Government Responds: Recording Privileged Phone Calls Not a 6th Amendment Violation
by Shari Dovale
On November 8, 2017, Ryan Payne filed a motion for dismissal with prejudice in the Bunkerville Standoff case because the government was caught recording attorney-client phone calls. In general, the specific calls cited were for co-defendant Blaine Cooper.
These calls are considered privileged and protected by the 6th Amendment, which reads:
In all criminal prosecutions, the accused shall enjoy the right to a speedy and public trial, by an impartial jury of the state and district wherein the crime shall have been committed, which district shall have been previously ascertained by law, and to be informed of the nature and cause of the accusation; to be confronted with the witnesses against him; to have compulsory process for obtaining witnesses in his favor, and to have the assistance of counsel for his defense.
On December 4, 2017 the prosecutors responded to the motion and requested that the Court deny the motion, including calling it “meritless”.
Within their response, they refer to Payne’s motion (emphasis added):
Defendant asserts that the Superseding Indictment should be dismissed
because the government represented in response to its previous motion in October 2016 that it had no jail calls between defendants and their counsel from CCAPahrump, but now privileged calls have been produced relating to another defendant, the prosecutors did not know attorney calls were included, and therefore collectively, the government has acted with flagrant misconduct.
The government goes on to state, “Even if such a violation has been shown, that violation in and of itself does not rise to a constitutional violation.“
The prosecutors then go on to cite several cases to back up their claims. The bottom line, within all the legalese they have cited, is this:
Recording privileged phone calls is okay so long as they cannot be shown to substantially use it against the defendants.
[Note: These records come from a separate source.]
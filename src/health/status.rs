// src/health/status.rs

use serde::{Deserialize, Serialize};
use std::fmt;

/// Health status of a single component or of the whole service.
#[derive(Debug, Clone, Copy, PartialEq, Eq, Hash, Serialize, Deserialize)]
#[serde(rename_all = "lowercase")]
pub enum Status {
    /// The component is functioning normally.
    Healthy,
    /// The component is not functioning.
    Unhealthy,
    /// The component is functioning, but with issues.
    Degraded,
}

impl Status {
    pub fn is_healthy(self) -> bool {
        self == Status::Healthy
    }

    /// Whether traffic may still be served in this state.
    pub fn is_serving(self) -> bool {
        matches!(self, Status::Healthy | Status::Degraded)
    }

    pub fn as_str(self) -> &'static str {
        match self {
            Status::Healthy => "healthy",
            Status::Unhealthy => "unhealthy",
            Status::Degraded => "degraded",
        }
    }
}

impl fmt::Display for Status {
    fn fmt(&self, f: &mut fmt::Formatter<'_>) -> fmt::Result {
        f.write_str(self.as_str())
    }
}
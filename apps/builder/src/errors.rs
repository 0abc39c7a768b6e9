use axum::{
    http::StatusCode,
    response::{IntoResponse, Response},
    Json,
};
use serde_json::json;
use thiserror::Error;

use crate::builder::BuilderError;
use crate::export::ExportError;

/// Application-level error type.
/// Implements `IntoResponse` so Axum handlers can return `Result<T, AppError>`.
#[derive(Debug, Error)]
pub enum AppError {
    #[error("Not found: {0}")]
    NotFound(String),

    #[error("Export failed: {0}")]
    Export(#[from] ExportError),

    #[error("Internal server error: {0}")]
    Internal(#[from] anyhow::Error),
}

impl From<BuilderError> for AppError {
    fn from(err: BuilderError) -> Self {
        AppError::NotFound(err.to_string())
    }
}

impl IntoResponse for AppError {
    fn into_response(self) -> Response {
        let (status, code, message) = match &self {
            AppError::NotFound(msg) => (StatusCode::NOT_FOUND, "NOT_FOUND", msg.clone()),
            AppError::Export(e) => {
                tracing::error!("Export error: {e}");
                (StatusCode::BAD_GATEWAY, "EXPORT_FAILED", e.to_string())
            }
            AppError::Internal(e) => {
                tracing::error!("Internal error: {e:?}");
                (
                    StatusCode::INTERNAL_SERVER_ERROR,
                    "INTERNAL_ERROR",
                    "An internal server error occurred".to_string(),
                )
            }
        };

        let body = Json(json!({
            "error": {
                "code": code,
                "message": message
            }
        }));

        (status, body).into_response()
    }
}
use axum::{extract::State, http::header, response::IntoResponse};

use crate::errors::AppError;
use crate::export::export_preview;
use crate::state::AppState;

/// POST /api/v1/export
///
/// Renders the current preview to PDF and returns it as a download.
/// On failure the builder records a notice and the request answers 502.
pub async fn handle_export(State(state): State<AppState>) -> Result<impl IntoResponse, AppError> {
    let pdf = export_preview(
        state.builder.clone(),
        state.exporter.clone(),
        state.config.export.clone(),
    )
    .await?;

    Ok((
        [
            (header::CONTENT_TYPE, "application/pdf".to_string()),
            (
                header::CONTENT_DISPOSITION,
                format!("attachment; filename=\"{}\"", pdf.filename),
            ),
        ],
        pdf.bytes,
    ))
}
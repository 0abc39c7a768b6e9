//! HTTP-backed PDF renderer: posts the preview HTML and options as JSON to a
//! rendering endpoint and takes the response body as the document.
use async_trait::async_trait;
use bytes::Bytes;
use reqwest::Client;
use serde::{Deserialize, Serialize};
use tracing::debug;

use crate::export::{ExportError, ExportOptions, PdfExporter};

#[derive(Debug, Serialize)]
struct RenderRequest<'a> {
    html: &'a str,
    options: &'a ExportOptions,
}

#[derive(Debug, Deserialize)]
struct RendererError {
    error: RendererErrorBody,
}

#[derive(Debug, Deserialize)]
struct RendererErrorBody {
    message: String,
}

#[derive(Clone)]
pub struct HttpPdfExporter {
    client: Client,
    endpoint: String,
}

impl HttpPdfExporter {
    /// The client carries no request timeout: a hung renderer keeps the
    /// export pending until it answers.
    pub fn new(endpoint: String) -> Self {
        Self {
            client: Client::new(),
            endpoint,
        }
    }

    pub fn endpoint(&self) -> &str {
        &self.endpoint
    }
}

#[async_trait]
impl PdfExporter for HttpPdfExporter {
    async fn render_pdf(&self, html: &str, options: &ExportOptions) -> Result<Bytes, ExportError> {
        let response = self
            .client
            .post(&self.endpoint)
            .header("content-type", "application/json")
            .json(&RenderRequest { html, options })
            .send()
            .await?;

        let status = response.status();
        if !status.is_success() {
            let body = response.text().await.unwrap_or_default();
            return Err(ExportError::Renderer {
                status: status.as_u16(),
                message: renderer_message(body),
            });
        }

        let bytes = response.bytes().await?;
        if bytes.is_empty() {
            return Err(ExportError::EmptyDocument);
        }

        debug!(size = bytes.len(), "renderer returned document");
        Ok(bytes)
    }
}

/// Pulls `error.message` out of a JSON error body, or returns the body as is.
fn renderer_message(body: String) -> String {
    serde_json::from_str::<RendererError>(&body)
        .map(|e| e.error.message)
        .unwrap_or(body)
}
They cite the examples of sending in undercover agents, or informants, to defense strategy meetings. If they cannot be shown to use it against the defendants, then it is still okay.
The prosecution then goes on to cite a case in which the recordings were deliberate, yet the court held that “…the Sixth Amendment is violated only when the government’s action ‘substantially prejudices the defendant.’”
The prosecution maintains that, in this case:
“the prosecution team has gone to great efforts to ensure respect for attorney-client privilege in this case.
To date, no one on the prosecution team has listened to Mr. Cooper’s privileged attorney-client calls or was aware of such calls.”
‘Just because the prosecution says so’ does not rise to any respectable level in this case. They have been shown to be untrustworthy, deceitful and manipulative throughout months of proceedings. Their word cannot be trusted.
The prosecution has lost the public’s confidence. As they should have been held to a higher standard to begin with, yet were not, now they should be held accountable and be dealt the consequences of their actions. They do not even deserve the “benefit of the doubt”.
Trust must be earned, and AUSA Myhre and Company have not earned anything.